Another study, published in August 2021, found the Pfizer and Moderna COVID-19 vaccines were 91.3% effective among people who weren’t immunocompromised and 62.9% among people with immunosuppression. That same study found that among 45 people who had breakthrough COVID-19 cases that resulted in hospitalization, 20 (44%) had immunosuppression.
The CDC in August recommended people who are moderately to severely immunocompromised get an additional shot of the Pfizer or Moderna vaccine -- with hopes that the third dose improves their immune response. The additional shot is recommended at least 28 days after the second dose.
The CDC considers the following people as moderately to severely immunocompromised:
- Been receiving active cancer treatment for tumors or cancers of the blood
- Received an organ transplant and are taking medicine to suppress the immune system
- Received a stem cell transplant within the last 2 years or are taking medicine to suppress the immune system
- Moderate or severe primary immunodeficiency (such as DiGeorge syndrome, Wiskott-Aldrich syndrome)

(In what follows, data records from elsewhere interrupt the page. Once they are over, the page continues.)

use std::sync::Arc;

use config::Config;
use repositories::PostgresRepo;
use routes::{configure_cors, create_router};
use services::{
    auth::AuthService, feed::FeedService, follows::FollowService, groups::GroupsService,
    posts::PostsService, user::UserService,
};
use sqlx::{postgres::PgPoolOptions, PgPool};
use tracing_subscriber::EnvFilter;

pub use self::errors::{Error, Result};

mod config;
mod errors;
mod handlers;
mod middleware;
mod models;
mod pagination;
mod repositories;
mod routes;
mod services;

#[derive(Clone)]
pub struct AppState {
    pub db_pool: PgPool,
    pub config: Config,
    pub auth_service: AuthService,
    pub users_service: UserService,
    pub posts_service: PostsService,
    pub groups_service: GroupsService,
    pub follows_service: FollowService,
    pub feed_service: FeedService,
}

#[tokio::main]
async fn main() {
    let config = Config::init();

    tracing_subscriber::fmt()
        .with_env_filter(
            EnvFilter::try_from_default_env().unwrap_or_else(|_| EnvFilter::new("info")),
        )
        .init();

    let pool = match PgPoolOptions::new()
        .max_connections(10)
        .connect(&config.database_url)
        .await
    {
        Ok(pool) => {
            println!("✅ Connection to the database is successful!");
            pool
        }
        Err(err) => {
            println!("🔥 Failed to connect to the database: {:?}", err);
            std::process::exit(1);
        }
    };

    if let Err(err) = sqlx::migrate!().run(&pool).await {
        println!("🔥 Failed to run migrations: {:?}", err);
        std::process::exit(1);
    }

    let repo = Arc::new(PostgresRepo::new(pool.clone()));

    let app_state = AppState {
        db_pool: pool,
        config: config.clone(),
        auth_service: AuthService::new(repo.clone(), config.jwt_secret.clone(), config.jwt_maxage),
        users_service: UserService::new(repo.clone()),
        posts_service: PostsService::new(repo.clone(), repo.clone(), repo.clone()),
        groups_service: GroupsService::new(repo.clone()),
        follows_service: FollowService::new(repo.clone(), repo.clone()),
        feed_service: FeedService::new(repo.clone(), repo.clone(), repo.clone(), repo),
    };

    let app = create_router(Arc::new(app_state)).layer(configure_cors());

    let listener = match tokio::net::TcpListener::bind(format!("[::]:{}", config.port)).await {
        Ok(listener) => listener,
        Err(err) => {
            println!("🔥 Failed to bind port {}: {:?}", config.port, err);
            std::process::exit(1);
        }
    };

    if let Err(err) = axum::serve(listener, app).await {
        println!("🔥 Server error: {:?}", err);
        std::process::exit(1);
    }
}
use async_trait::async_trait;
use uuid::Uuid;

use crate::{models::users::User, Result};

use super::PostgresRepo;

#[async_trait]
pub trait UserRepository: Send + Sync {
    async fn create_user(&self, name: &str, email: &str, password_hash: &str) -> Result<User>;
    async fn find_by_id(&self, user_id: Uuid) -> Result<Option<User>>;
    async fn find_by_email(&self, email: &str) -> Result<Option<User>>;
    async fn find_by_name(&self, name: &str) -> Result<Option<User>>;
}

#[async_trait]
impl UserRepository for PostgresRepo {
    async fn create_user(&self, name: &str, email: &str, password_hash: &str) -> Result<User> {
        let id = Uuid::now_v7();

        let user = sqlx::query_as::<_, User>(
            r#"
            INSERT INTO users (id, name, email, password)
            VALUES ($1, $2, $3, $4)
            RETURNING id, name, email, password, created_at
            "#,
        )
        .bind(id)
        .bind(name)
        .bind(email)
        .bind(password_hash)
        .fetch_one(&self.pool)
        .await?;

        Ok(user)
    }

    async fn find_by_id(&self, user_id: Uuid) -> Result<Option<User>> {
        let user = sqlx::query_as::<_, User>(
            r#"
            SELECT id, name, email, password, created_at
            FROM users
            WHERE id = $1
            "#,
        )
        .bind(user_id)
        .fetch_optional(&self.pool)
        .await?;

        Ok(user)
    }

    async fn find_by_email(&self, email: &str) -> Result<Option<User>> {
        let user = sqlx::query_as::<_, User>(
            r#"
            SELECT id, name, email, password, created_at
            FROM users
            WHERE email = $1
            "#,
        )
        .bind(email)
        .fetch_optional(&self.pool)
        .await?;

        Ok(user)
    }

    async fn find_by_name(&self, name: &str) -> Result<Option<User>> {
        let user = sqlx::query_as::<_, User>(
            r#"
            SELECT id, name, email, password, created_at
            FROM users
            WHERE name = $1
            "#,
        )
        .bind(name)
        .fetch_optional(&self.pool)
        .await?;

        Ok(user)
    }
}
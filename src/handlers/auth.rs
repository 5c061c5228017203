use std::sync::Arc;

use axum::{
    http::{header, HeaderMap, StatusCode},
    response::IntoResponse,
    routing::post,
    Extension, Json, Router,
};
use tower_cookies::Cookie;
use validator::Validate;

use crate::{
    models::{
        response::Response,
        users::{FilterUserDto, LoginUserDto, RegisterUserDto, UserLoginResponseDto},
    },
    AppState, Error, Result,
};

pub fn auth_handler() -> Router {
    Router::new()
        .route("/register", post(register))
        .route("/login", post(login))
        .route("/logout", post(logout))
}

pub async fn register(
    Extension(app_state): Extension<Arc<AppState>>,
    Json(new_user): Json<RegisterUserDto>,
) -> Result<impl IntoResponse> {
    new_user.validate()?;

    let user = app_state
        .auth_service
        .register(new_user.name, new_user.email, new_user.password)
        .await?;

    Ok((StatusCode::CREATED, Json(FilterUserDto::filter_user(&user))))
}

pub async fn login(
    Extension(app_state): Extension<Arc<AppState>>,
    Json(user): Json<LoginUserDto>,
) -> Result<impl IntoResponse> {
    user.validate()?;

    let token = app_state
        .auth_service
        .login(&user.email, &user.password)
        .await?;

    let cookie_duration = time::Duration::minutes(app_state.config.jwt_maxage);
    let cookie = Cookie::build(("token", &token))
        .path("/")
        .max_age(cookie_duration)
        .http_only(true)
        .build();

    let response = Json(UserLoginResponseDto {
        status: "success".to_string(),
        token: token.clone(),
    });

    let mut headers = HeaderMap::new();
    headers.append(
        header::SET_COOKIE,
        cookie
            .to_string()
            .parse()
            .map_err(|_| Error::InternalServerError)?,
    );

    let mut response = response.into_response();
    response.headers_mut().extend(headers);

    Ok(response)
}

pub async fn logout() -> Result<impl IntoResponse> {
    let cookie = Cookie::build(("token", ""))
        .path("/")
        .max_age(time::Duration::ZERO)
        .http_only(true)
        .build();

    let mut headers = HeaderMap::new();
    headers.append(
        header::SET_COOKIE,
        cookie
            .to_string()
            .parse()
            .map_err(|_| Error::InternalServerError)?,
    );

    let mut response = Json(Response {
        status: "success",
        message: "Logged out".to_string(),
    })
    .into_response();
    response.headers_mut().extend(headers);

    Ok(response)
}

- Advanced or untreated HIV infection
- Active treatment with high-dose corticosteroids or other drugs that may suppress your immune response
In the weeks before recommending the additional shot, the CDC evaluated four studies and concluded “Among those who had no detectable antibody response to an initial mRNA vaccine series, 33-50% developed an antibody response to an additional dose.”
While the studies were encouraging, the CDC said it’s not yet known if the vaccine, following a third dose, is more effective at preventing infections for people with compromised immune systems than the two-dose regimen.
“While these studies evaluated serologic immune response to an additional vaccine dose, the clinical impact of an additional dose on acquisition, severity, and infectiousness of infections in fully vaccinated immunocompromised persons is not yet known,” the CDC says on its website.
Although the COVID-19 vaccines may not be as effective for people with weakened immune systems, the CDC and the American Medical Association still recommend they get vaccinated to get the most protection possible.